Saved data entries
-----

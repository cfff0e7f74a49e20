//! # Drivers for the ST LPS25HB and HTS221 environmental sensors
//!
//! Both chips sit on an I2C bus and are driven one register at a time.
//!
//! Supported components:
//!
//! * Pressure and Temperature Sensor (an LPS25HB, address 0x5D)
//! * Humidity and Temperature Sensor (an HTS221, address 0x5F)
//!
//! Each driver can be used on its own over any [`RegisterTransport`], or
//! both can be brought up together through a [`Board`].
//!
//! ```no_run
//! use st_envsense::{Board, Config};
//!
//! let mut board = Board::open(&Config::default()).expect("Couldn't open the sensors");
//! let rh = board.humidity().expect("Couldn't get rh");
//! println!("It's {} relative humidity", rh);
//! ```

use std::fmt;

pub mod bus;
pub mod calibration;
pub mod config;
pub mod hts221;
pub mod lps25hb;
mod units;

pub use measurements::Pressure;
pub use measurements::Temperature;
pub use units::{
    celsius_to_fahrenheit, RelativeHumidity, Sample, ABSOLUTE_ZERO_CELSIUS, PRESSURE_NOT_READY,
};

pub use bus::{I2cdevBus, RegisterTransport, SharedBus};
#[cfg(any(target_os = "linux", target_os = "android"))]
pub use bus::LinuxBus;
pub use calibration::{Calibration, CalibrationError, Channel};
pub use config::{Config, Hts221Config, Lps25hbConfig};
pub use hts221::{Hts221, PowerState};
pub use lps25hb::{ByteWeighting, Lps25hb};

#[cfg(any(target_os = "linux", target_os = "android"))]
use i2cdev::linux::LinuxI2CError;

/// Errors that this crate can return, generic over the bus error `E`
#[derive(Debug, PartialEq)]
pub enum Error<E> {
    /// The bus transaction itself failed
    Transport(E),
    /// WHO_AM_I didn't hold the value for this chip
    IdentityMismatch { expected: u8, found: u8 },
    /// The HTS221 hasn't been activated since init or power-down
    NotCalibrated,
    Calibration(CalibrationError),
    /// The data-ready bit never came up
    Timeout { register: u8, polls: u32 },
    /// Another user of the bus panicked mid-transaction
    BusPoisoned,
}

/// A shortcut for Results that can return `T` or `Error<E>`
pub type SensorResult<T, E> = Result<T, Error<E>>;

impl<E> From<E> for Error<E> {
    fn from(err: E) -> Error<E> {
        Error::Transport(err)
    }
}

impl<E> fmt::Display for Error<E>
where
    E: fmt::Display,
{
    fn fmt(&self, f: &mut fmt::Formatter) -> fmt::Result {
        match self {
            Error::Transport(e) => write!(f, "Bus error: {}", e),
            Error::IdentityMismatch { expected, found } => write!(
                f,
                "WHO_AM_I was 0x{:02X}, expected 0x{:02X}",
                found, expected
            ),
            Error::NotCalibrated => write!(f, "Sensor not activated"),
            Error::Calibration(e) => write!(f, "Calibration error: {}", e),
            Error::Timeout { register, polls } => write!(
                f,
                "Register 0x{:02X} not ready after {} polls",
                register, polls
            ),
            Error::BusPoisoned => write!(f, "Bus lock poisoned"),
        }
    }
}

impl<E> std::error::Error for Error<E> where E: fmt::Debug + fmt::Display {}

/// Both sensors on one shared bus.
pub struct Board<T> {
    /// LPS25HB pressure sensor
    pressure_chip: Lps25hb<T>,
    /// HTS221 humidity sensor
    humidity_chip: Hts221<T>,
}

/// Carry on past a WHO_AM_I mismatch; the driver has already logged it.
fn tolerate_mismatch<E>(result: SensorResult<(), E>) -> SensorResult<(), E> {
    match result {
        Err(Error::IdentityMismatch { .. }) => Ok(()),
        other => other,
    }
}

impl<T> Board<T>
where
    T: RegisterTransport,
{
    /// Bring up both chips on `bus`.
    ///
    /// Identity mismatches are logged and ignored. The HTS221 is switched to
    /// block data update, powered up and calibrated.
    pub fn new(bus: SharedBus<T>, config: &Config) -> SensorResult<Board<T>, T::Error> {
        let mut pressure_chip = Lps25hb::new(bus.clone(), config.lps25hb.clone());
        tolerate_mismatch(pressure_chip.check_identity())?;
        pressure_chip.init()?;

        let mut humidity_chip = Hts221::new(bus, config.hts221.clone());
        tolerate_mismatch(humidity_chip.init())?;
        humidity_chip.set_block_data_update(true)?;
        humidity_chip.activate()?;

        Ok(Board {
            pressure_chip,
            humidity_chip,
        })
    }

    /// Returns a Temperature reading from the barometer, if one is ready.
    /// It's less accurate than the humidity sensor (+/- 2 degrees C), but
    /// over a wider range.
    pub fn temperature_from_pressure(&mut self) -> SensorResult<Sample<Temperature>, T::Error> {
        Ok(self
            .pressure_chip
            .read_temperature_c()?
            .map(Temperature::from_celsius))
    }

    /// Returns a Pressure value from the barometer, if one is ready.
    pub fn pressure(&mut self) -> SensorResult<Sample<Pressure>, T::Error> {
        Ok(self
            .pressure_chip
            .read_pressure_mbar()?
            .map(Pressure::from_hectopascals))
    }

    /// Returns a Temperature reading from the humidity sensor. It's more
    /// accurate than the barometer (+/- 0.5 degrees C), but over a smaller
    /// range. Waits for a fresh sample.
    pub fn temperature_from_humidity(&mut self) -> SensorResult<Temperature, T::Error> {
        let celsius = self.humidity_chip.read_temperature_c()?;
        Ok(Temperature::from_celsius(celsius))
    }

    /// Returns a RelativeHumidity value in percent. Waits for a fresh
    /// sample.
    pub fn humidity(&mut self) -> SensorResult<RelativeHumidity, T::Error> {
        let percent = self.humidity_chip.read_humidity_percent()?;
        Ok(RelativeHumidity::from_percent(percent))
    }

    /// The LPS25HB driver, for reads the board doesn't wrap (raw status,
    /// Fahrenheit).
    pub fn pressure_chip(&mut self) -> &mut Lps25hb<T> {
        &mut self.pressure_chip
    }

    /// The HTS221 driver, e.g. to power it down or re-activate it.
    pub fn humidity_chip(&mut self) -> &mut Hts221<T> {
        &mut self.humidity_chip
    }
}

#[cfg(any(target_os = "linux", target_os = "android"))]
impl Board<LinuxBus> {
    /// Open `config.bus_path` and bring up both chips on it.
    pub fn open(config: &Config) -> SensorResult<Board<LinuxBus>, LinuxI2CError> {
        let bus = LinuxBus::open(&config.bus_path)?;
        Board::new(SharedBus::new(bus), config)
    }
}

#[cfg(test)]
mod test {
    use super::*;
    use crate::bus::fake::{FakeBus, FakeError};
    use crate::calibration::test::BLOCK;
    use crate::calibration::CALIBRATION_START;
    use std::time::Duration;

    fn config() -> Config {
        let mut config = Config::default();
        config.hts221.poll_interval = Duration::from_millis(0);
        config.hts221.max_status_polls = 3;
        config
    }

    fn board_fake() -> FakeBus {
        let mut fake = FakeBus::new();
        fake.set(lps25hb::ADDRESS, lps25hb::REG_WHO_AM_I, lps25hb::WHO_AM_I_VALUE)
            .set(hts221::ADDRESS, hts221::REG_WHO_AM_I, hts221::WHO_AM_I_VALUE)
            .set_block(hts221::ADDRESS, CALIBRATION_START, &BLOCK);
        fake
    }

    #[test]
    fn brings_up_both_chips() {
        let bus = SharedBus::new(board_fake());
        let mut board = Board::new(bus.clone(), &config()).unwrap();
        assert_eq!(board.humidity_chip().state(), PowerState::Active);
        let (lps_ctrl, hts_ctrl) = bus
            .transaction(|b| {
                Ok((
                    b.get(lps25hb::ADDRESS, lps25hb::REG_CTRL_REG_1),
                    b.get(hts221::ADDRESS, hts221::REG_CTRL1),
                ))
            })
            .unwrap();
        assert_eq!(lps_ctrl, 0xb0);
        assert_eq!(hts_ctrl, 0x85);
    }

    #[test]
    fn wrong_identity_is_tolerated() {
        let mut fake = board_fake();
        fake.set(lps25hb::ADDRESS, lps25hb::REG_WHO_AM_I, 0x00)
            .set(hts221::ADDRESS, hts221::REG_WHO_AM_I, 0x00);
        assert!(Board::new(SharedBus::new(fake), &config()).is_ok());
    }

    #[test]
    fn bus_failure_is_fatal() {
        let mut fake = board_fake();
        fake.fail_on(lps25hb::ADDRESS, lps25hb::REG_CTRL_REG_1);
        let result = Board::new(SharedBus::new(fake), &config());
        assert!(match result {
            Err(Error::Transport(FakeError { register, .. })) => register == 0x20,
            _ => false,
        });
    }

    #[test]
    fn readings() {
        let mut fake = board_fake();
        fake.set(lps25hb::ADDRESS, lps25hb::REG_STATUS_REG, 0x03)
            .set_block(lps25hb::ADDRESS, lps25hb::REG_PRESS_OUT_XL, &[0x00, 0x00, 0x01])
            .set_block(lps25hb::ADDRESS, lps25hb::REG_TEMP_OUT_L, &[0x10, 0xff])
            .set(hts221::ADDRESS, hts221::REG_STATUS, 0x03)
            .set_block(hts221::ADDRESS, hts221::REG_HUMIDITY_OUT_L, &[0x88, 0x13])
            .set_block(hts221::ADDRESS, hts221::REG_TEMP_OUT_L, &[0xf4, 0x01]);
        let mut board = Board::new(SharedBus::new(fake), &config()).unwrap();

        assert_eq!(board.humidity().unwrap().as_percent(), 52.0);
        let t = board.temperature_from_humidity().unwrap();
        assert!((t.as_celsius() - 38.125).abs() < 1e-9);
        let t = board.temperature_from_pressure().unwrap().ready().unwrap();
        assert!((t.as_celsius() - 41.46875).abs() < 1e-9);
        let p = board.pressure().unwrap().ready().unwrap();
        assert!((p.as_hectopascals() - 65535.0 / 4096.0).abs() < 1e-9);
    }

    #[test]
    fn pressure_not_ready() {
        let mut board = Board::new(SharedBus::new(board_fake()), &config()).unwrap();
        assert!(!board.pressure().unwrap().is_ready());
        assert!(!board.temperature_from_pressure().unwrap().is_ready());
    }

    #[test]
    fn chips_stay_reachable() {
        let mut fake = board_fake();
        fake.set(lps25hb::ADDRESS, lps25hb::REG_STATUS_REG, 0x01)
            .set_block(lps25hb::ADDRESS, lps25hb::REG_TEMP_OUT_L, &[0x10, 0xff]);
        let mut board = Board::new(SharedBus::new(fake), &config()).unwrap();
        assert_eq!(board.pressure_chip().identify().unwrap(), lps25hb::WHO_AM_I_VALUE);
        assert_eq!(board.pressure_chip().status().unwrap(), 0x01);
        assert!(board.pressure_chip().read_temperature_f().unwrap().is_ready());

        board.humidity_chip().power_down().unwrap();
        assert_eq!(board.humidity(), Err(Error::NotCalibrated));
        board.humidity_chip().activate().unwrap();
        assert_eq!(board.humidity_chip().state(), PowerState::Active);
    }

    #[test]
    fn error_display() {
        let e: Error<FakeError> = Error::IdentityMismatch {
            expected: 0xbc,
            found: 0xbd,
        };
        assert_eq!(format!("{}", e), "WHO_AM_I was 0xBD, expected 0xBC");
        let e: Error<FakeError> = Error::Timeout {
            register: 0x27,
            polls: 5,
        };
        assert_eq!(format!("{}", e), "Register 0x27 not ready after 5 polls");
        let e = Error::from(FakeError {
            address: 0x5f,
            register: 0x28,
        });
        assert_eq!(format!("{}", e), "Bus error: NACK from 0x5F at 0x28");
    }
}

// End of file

-----

* **EXERCISE GOAL**:
Work out how many lines of the data hold the string "IdentityMismatch". Reply with that number alone.

* **ANSWER TO THIS EXERCISE**:
4